**Exercise description:** Which lines in the data below contain the word "categories"? Copy each of them.
The data below:
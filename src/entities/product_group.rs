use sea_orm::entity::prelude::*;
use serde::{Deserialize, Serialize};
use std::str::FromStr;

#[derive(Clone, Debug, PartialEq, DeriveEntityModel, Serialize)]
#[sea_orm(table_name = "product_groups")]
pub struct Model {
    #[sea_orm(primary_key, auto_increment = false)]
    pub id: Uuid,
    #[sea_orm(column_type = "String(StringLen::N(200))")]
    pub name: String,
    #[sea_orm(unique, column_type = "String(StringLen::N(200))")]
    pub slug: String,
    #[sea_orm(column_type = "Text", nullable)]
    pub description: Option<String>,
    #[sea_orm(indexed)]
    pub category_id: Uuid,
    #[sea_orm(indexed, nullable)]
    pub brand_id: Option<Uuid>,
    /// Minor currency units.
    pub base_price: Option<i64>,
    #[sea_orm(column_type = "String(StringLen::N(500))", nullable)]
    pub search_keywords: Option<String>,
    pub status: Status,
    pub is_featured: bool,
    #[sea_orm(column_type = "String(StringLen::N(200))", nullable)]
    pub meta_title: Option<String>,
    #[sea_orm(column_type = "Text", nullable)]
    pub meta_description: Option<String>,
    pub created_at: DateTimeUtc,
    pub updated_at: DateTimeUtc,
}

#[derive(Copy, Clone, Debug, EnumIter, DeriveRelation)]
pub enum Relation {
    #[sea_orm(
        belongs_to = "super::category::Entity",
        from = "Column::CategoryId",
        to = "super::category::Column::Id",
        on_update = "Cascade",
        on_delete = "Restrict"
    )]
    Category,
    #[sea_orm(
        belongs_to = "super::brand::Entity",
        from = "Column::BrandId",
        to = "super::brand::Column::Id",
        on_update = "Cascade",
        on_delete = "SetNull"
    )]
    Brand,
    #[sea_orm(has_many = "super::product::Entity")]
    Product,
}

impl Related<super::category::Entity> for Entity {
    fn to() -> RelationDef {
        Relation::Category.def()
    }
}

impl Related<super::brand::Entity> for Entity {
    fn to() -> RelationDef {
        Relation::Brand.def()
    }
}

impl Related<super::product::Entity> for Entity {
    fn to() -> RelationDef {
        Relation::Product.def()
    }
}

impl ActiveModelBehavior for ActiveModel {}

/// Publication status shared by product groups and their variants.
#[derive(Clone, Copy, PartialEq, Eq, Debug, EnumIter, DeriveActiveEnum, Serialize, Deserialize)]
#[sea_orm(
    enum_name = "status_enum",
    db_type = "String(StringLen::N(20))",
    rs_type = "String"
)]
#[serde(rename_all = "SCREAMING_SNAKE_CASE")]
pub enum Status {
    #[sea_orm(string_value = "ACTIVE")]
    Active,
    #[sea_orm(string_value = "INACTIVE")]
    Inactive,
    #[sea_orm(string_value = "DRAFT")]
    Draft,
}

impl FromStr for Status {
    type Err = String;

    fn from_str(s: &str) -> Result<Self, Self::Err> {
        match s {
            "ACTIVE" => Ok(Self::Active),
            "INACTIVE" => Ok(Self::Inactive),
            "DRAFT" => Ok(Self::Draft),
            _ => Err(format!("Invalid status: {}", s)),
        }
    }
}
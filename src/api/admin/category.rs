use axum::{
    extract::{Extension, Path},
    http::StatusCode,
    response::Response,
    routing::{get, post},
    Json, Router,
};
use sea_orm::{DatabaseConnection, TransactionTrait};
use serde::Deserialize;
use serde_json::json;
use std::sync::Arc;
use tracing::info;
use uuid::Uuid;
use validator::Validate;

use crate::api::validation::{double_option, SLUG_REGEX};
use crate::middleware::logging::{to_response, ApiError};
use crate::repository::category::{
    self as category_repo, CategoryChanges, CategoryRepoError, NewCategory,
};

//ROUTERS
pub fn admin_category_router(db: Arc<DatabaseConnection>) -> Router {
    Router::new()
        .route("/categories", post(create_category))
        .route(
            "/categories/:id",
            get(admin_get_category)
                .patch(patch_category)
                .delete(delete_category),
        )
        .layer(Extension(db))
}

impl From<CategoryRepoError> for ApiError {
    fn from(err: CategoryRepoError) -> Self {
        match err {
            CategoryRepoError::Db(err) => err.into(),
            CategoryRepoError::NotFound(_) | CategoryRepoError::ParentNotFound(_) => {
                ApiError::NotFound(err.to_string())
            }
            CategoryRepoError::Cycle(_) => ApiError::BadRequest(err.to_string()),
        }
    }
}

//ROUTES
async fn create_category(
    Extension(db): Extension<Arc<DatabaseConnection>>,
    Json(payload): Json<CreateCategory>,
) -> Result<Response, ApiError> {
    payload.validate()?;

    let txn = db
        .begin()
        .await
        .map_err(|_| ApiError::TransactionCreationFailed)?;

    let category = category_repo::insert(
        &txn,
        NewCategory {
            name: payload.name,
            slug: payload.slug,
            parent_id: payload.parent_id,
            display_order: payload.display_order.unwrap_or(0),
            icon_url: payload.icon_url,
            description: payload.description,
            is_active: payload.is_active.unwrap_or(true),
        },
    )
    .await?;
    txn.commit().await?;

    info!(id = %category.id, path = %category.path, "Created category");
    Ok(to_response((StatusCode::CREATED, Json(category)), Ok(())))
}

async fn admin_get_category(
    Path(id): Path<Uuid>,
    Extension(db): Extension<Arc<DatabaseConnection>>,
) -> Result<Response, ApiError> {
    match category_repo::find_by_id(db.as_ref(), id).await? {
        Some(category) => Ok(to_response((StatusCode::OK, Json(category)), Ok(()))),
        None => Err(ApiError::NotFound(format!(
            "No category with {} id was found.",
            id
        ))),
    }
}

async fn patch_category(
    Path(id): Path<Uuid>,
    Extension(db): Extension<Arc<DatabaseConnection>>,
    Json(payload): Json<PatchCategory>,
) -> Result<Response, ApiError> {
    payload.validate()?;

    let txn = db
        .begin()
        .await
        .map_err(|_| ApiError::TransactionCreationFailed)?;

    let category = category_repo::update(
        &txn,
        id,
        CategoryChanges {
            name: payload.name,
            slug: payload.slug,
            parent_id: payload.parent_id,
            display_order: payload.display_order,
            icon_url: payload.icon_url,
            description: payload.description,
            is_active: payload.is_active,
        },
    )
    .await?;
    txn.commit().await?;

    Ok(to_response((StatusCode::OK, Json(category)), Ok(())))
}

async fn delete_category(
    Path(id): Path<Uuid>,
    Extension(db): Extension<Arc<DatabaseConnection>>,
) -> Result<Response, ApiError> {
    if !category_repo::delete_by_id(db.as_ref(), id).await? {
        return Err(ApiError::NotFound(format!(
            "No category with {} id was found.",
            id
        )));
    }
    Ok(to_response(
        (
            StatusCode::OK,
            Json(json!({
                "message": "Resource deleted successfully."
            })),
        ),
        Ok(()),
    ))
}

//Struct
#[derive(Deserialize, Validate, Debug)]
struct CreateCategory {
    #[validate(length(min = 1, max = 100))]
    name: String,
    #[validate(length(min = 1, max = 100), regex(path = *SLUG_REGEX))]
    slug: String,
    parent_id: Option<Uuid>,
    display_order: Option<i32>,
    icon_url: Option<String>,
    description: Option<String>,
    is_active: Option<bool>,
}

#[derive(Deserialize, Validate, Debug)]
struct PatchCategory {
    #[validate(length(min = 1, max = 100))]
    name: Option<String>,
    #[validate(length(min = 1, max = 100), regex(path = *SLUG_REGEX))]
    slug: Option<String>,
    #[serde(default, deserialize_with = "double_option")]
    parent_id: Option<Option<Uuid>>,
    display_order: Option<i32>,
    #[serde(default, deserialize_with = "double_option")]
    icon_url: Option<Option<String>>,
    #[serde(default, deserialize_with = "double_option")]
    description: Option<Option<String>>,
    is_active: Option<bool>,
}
End of The data.
**Output for this exercise:**
        .route("/categories", post(create_category))
            "/categories/:id",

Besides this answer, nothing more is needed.